Data supplied:
impl<'a> Autofill<'a> {
    pub fn new(rules: &'a RuleTables, catalog: &'a SpellCatalog) -> Self {
        Self {
            rules,
            spells: SpellManager::new(catalog),
        }
    }

    pub fn spell_manager(&self) -> SpellManager<'a> {
        self.spells
    }

    // ========================================================================
    // Attributes
    // ========================================================================

    /// The standard array laid over the class's ability priority.
    ///
    /// Unknown classes get the fixed STR 8 / DEX 10 / CON 12 / INT 13 /
    /// WIS 14 / CHA 15 spread.
    pub fn optimized_standard_array(&self, class: &str) -> AbilityScores {
        let Some(rules) = self.rules.class(class) else {
            warn!(class, "Unknown class, using fallback attribute array");
            let mut scores = AbilityScores::default();
            for (ability, score) in FALLBACK_ATTRIBUTES {
                scores.set(ability, score);
            }
            return scores;
        };
        assign_standard_array(&rules.ability_priority)
    }

    /// Add racial bonuses. Apply only after point-buy validation; the result
    /// may exceed 15.
    pub fn apply_racial_bonus(&self, attributes: AbilityScores, race: &str) -> AbilityScores {
        let mut boosted = attributes;
        for &(ability, bonus) in self.rules.racial_bonuses(race) {
            boosted.set(ability, boosted.get(ability).saturating_add(bonus));
        }
        boosted
    }

    pub fn playstyle_presets(&self, class: &str) -> Vec<&'static str> {
        presets_for(class).iter().map(|p| p.name).collect()
    }

    pub fn playstyle_preset(&self, class: &str, name: &str) -> Option<&'static PlaystylePreset> {
        find_preset(class, name)
    }

    /// A preset's attributes if they spend exactly 27 points within 8..=15;
    /// otherwise the standard array re-derived from the class priority.
    ///
    /// An unknown preset yields the class's optimized standard array.
    pub fn attributes_for_playstyle(&self, class: &str, name: &str) -> AbilityScores {
        let Some(preset) = find_preset(class, name) else {
            warn!(class, playstyle = name, "Unknown playstyle, using standard array");
            return self.optimized_standard_array(class);
        };

        let scores = preset.scores();
        let check = validate_attributes(&scores);
        if check.valid && check.total_cost == POINT_BUY_BUDGET {
            return scores;
        }

        warn!(
            class,
            playstyle = name,
            total_cost = check.total_cost,
            "Playstyle attributes off budget, using class standard array"
        );
        self.optimized_standard_array(class)
    }

    pub fn primary_attributes(&self, class: &str) -> &'static [(Ability, &'static str)] {
        self.rules
            .class(class)
            .map(|c| c.primary_attributes)
            .unwrap_or(&[])
    }

    // ========================================================================
    // Skills
    // ========================================================================

    /// Background skills, then the class's choices from its remaining options.
    pub fn select_skills(&self, class: &str, background: &str) -> Vec<String> {
        self.select_skills_with_rng(class, background, &mut rand::thread_rng())
    }

    pub fn select_skills_with_rng<R: Rng + ?Sized>(
        &self,
        class: &str,
        background: &str,
        rng: &mut R,
    ) -> Vec<String> {
        self.select_skills_preferring(class, background, &[], rng)
    }

    /// As [`select_skills_with_rng`](Self::select_skills_with_rng), taking
    /// `preferred` class skills first when they are legal picks.
    pub fn select_skills_preferring<R: Rng + ?Sized>(
        &self,
        class: &str,
        background: &str,
        preferred: &[Skill],
        rng: &mut R,
    ) -> Vec<String> {
        let granted = self.rules.background_skills(background);
        let options = self.rules.skill_options(class);
        let choices = self.rules.skill_choices(class);

        let mut picked: Vec<Skill> = granted.to_vec();
        picked.dedup();
        let target = picked.len() + choices;

        for skill in preferred {
            if picked.len() >= target {
                break;
            }
            if options.contains(skill) && !picked.contains(skill) {
                picked.push(*skill);
            }
        }

        let remaining: Vec<Skill> = options
            .iter()
            .copied()
            .filter(|s| !picked.contains(s))
            .collect();
        // Only class options are added; if they run out the list comes back
        // short rather than holding an illegal skill.
        let needed = target - picked.len();
        picked.extend(remaining.choose_multiple(rng, needed.min(remaining.len())).copied());

        picked.iter().map(|s| s.name().to_string()).collect()
    }

    // ========================================================================
    // Spells
    // ========================================================================

    pub fn skills_for_playstyle(&self, class: &str, name: &str) -> Vec<String> {
        find_preset(class, name)
            .map(|p| p.skills.iter().map(|s| s.name().to_string()).collect())
            .unwrap_or_default()
    }

    /// The preset's recommended cantrips and spells, unfiltered.
    pub fn spells_for_playstyle(&self, class: &str, name: &str) -> SpellSuggestions {
        find_preset(class, name)
            .map(|p| SpellSuggestions {
                cantrips: p.cantrips.iter().map(|s| s.to_string()).collect(),
                spells: p.spells.iter().map(|s| s.to_string()).collect(),
            })
            .unwrap_or_default()
    }

    /// Exact-quota picks starting from `preferred` names the catalog offers
    /// the class, topped up from the regular suggestions.
    fn spells_preferring(&self, class: &str, preferred: &SpellSuggestions) -> SpellSuggestions {
        let suggested = self.spells.suggest(class);
        SpellSuggestions {
            cantrips: top_up(
                &preferred.cantrips,
                &suggested.cantrips,
                self.spells.available_cantrips(class),
                self.spells.cantrip_limit(class),
            ),
            spells: top_up(
                &preferred.spells,
                &suggested.spells,
                self.spells.available_spells(class),
                self.spells.spell_limit(class),
            ),
        }
    }

    // ========================================================================
    // Personality
    // ========================================================================

    /// Two class traits and two race traits, joined with ", ".
    pub fn personality_traits(&self, class: &str, race: &str) -> String {
        self.personality_traits_with_rng(class, race, &mut rand::thread_rng())
    }

    pub fn personality_traits_with_rng<R: Rng + ?Sized>(
        &self,
        class: &str,
        race: &str,
        rng: &mut R,
    ) -> String {
        let class_pool = self
            .rules
            .class(class)
            .map(|c| c.personality_traits)
            .unwrap_or(&[]);
        let race_pool = self
            .rules
            .race(race)
            .map(|r| r.personality_traits)
            .unwrap_or(&[]);

        let mut traits: Vec<&str> = class_pool.choose_multiple(rng, 2).copied().collect();
        traits.extend(race_pool.choose_multiple(rng, 2).copied());
        traits.join(", ")
    }

    // ========================================================================
    // Orchestration
    // ========================================================================

    /// Fill every unset field of `character`. Fields already set are left
    /// alone, so a second call changes nothing.
    pub fn fill_character(&self, character: &mut Character) -> FillReport {
        self.fill_character_with_rng(character, &mut rand::thread_rng())
    }

    pub fn fill_character_with_rng<R: Rng + ?Sized>(
        &self,
        character: &mut Character,
        rng: &mut R,
    ) -> FillReport {
        let mut report = FillReport::default();
        let class = character.char_class.clone();

        if character.attributes.is_none() {
            let base = self.optimized_standard_array(&class);
            character.attributes = Some(self.apply_racial_bonus(base, &character.race));
            report.attributes = true;
        }

        if character.skills.is_empty() {
            let skills = self.select_skills_with_rng(&class, &character.background, rng);
            if !skills.is_empty() {
                character.skills = skills;
                report.skills = true;
            }
        }

        if self.spells.can_cast(&class)
            && character.cantrips.is_empty()
            && character.spells_known.is_empty()
        {
            let suggested = self.spells.suggest(&class);
            report.spells = !suggested.cantrips.is_empty() || !suggested.spells.is_empty();
            character.cantrips = suggested.cantrips;
            character.spells_known = suggested.spells;
        }

        if character.personality_traits.trim().is_empty() {
            let traits = self.personality_traits_with_rng(&class, &character.race, rng);
            if !traits.is_empty() {
                character.personality_traits = traits;
                report.personality_traits = true;
            }
        }

        if character.hit_point_maximum == 0 {
            character.hit_point_maximum = character.hit_points(self.rules);
            if character.current_hit_points == 0 {
                character.current_hit_points = character.hit_point_maximum;
            }
            report.combat = true;
        }
        if character.hit_dice.is_empty() {
            character.hit_dice = character.hit_dice_notation(self.rules);
            report.combat = true;
        }

        debug!(character = %character.name, ?report, "Autofill pass complete");
        report
    }

    /// Read-only suggestions for a class/background/race and optional playstyle.
    pub fn suggestions(
        &self,
        class: &str,
        background: &str,
        race: &str,
        playstyle: Option<&str>,
    ) -> SuggestionBundle {
        self.suggestions_with_rng(class, background, race, playstyle, &mut rand::thread_rng())
    }

    pub fn suggestions_with_rng<R: Rng + ?Sized>(
        &self,
        class: &str,
        background: &str,
        race: &str,
        playstyle: Option<&str>,
        rng: &mut R,
    ) -> SuggestionBundle {
        let preset = playstyle.and_then(|name| find_preset(class, name));
        if let (Some(name), None) = (playstyle, preset) {
            warn!(class, playstyle = name, "Unknown playstyle requested");
        }

        let attributes = match preset {
            Some(p) => self.attributes_for_playstyle(class, p.name),
            None => self.optimized_standard_array(class),
        };
        let attributes_with_race = self.apply_racial_bonus(attributes, race);

        let preferred_skills = preset.map(|p| p.skills).unwrap_or(&[]);
        let skills = self.select_skills_preferring(class, background, preferred_skills, rng);

        let picks = if !self.spells.can_cast(class) {
            SpellSuggestions::default()
        } else if let Some(p) = preset {
            self.spells_preferring(class, &self.spells_for_playstyle(class, p.name))
        } else {
            self.spells.suggest(class)
        };

        let validation = self.validate_suggestion(class, background, &attributes, &skills, &picks);
        let spells = picks
            .cantrips
            .iter()
            .chain(picks.spells.iter())
            .cloned()
            .collect();

        SuggestionBundle {
            attributes,
            attributes_with_race,
            skills,
            cantrips: picks.cantrips,
            spells_known: picks.spells,
            spells,
            available_playstyles: self
                .playstyle_presets(class)
                .into_iter()
                .map(String::from)
                .collect(),
            current_playstyle: preset.map(|p| p.name.to_string()),
            validation,
        }
    }

    fn validate_suggestion(
        &self,
        class: &str,
        background: &str,
        attributes: &AbilityScores,
        skills: &[String],
        picks: &SpellSuggestions,
    ) -> SuggestionValidation {
        let attribute_check = validate_attributes(attributes);
        let expected_skill_count = self.rules.expected_skill_count(class, background);
        let spell_check = self
            .spells
            .validate_selection(class, &picks.cantrips, &picks.spells);

        let mut warnings = Vec::new();
        if attribute_check.total_cost != POINT_BUY_BUDGET {
            warnings.push(format!(
                "Attributes spend {} of {} points",
                attribute_check.total_cost, POINT_BUY_BUDGET
            ));
        }
        warnings.extend(attribute_check.errors.iter().cloned());
        if skills.len() != expected_skill_count {
            warnings.push(format!(
                "Expected {} skills, suggested {}",
                expected_skill_count,
                skills.len()
            ));
        }
        if picks.cantrips.len() != spell_check.cantrip_limit {
            warnings.push(format!(
                "Expected {} cantrips, suggested {}",
                spell_check.cantrip_limit,
                picks.cantrips.len()
            ));
        }
        if picks.spells.len() != spell_check.spell_limit {
            warnings.push(format!(
                "Expected {} spells, suggested {}",
                spell_check.spell_limit,
                picks.spells.len()
            ));
        }
        warnings.extend(spell_check.errors.iter().cloned());
        warnings.dedup();

        SuggestionValidation {
            valid: warnings.is_empty(),
            attributes: attribute_check,
            expected_skill_count,
            skill_count: skills.len(),
            spells: spell_check,
            warnings,
        }
    }
}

Task details:
Reprint the data above from the opening line to the line holding "class, using fallback", inclusive, and nothing else.

Answer section:
impl<'a> Autofill<'a> {
    pub fn new(rules: &'a RuleTables, catalog: &'a SpellCatalog) -> Self {
        Self {
            rules,
            spells: SpellManager::new(catalog),
        }
    }

    pub fn spell_manager(&self) -> SpellManager<'a> {
        self.spells
    }

    // ========================================================================
    // Attributes
    // ========================================================================

    /// The standard array laid over the class's ability priority.
    ///
    /// Unknown classes get the fixed STR 8 / DEX 10 / CON 12 / INT 13 /
    /// WIS 14 / CHA 15 spread.
    pub fn optimized_standard_array(&self, class: &str) -> AbilityScores {
        let Some(rules) = self.rules.class(class) else {
            warn!(class, "Unknown class, using fallback attribute array");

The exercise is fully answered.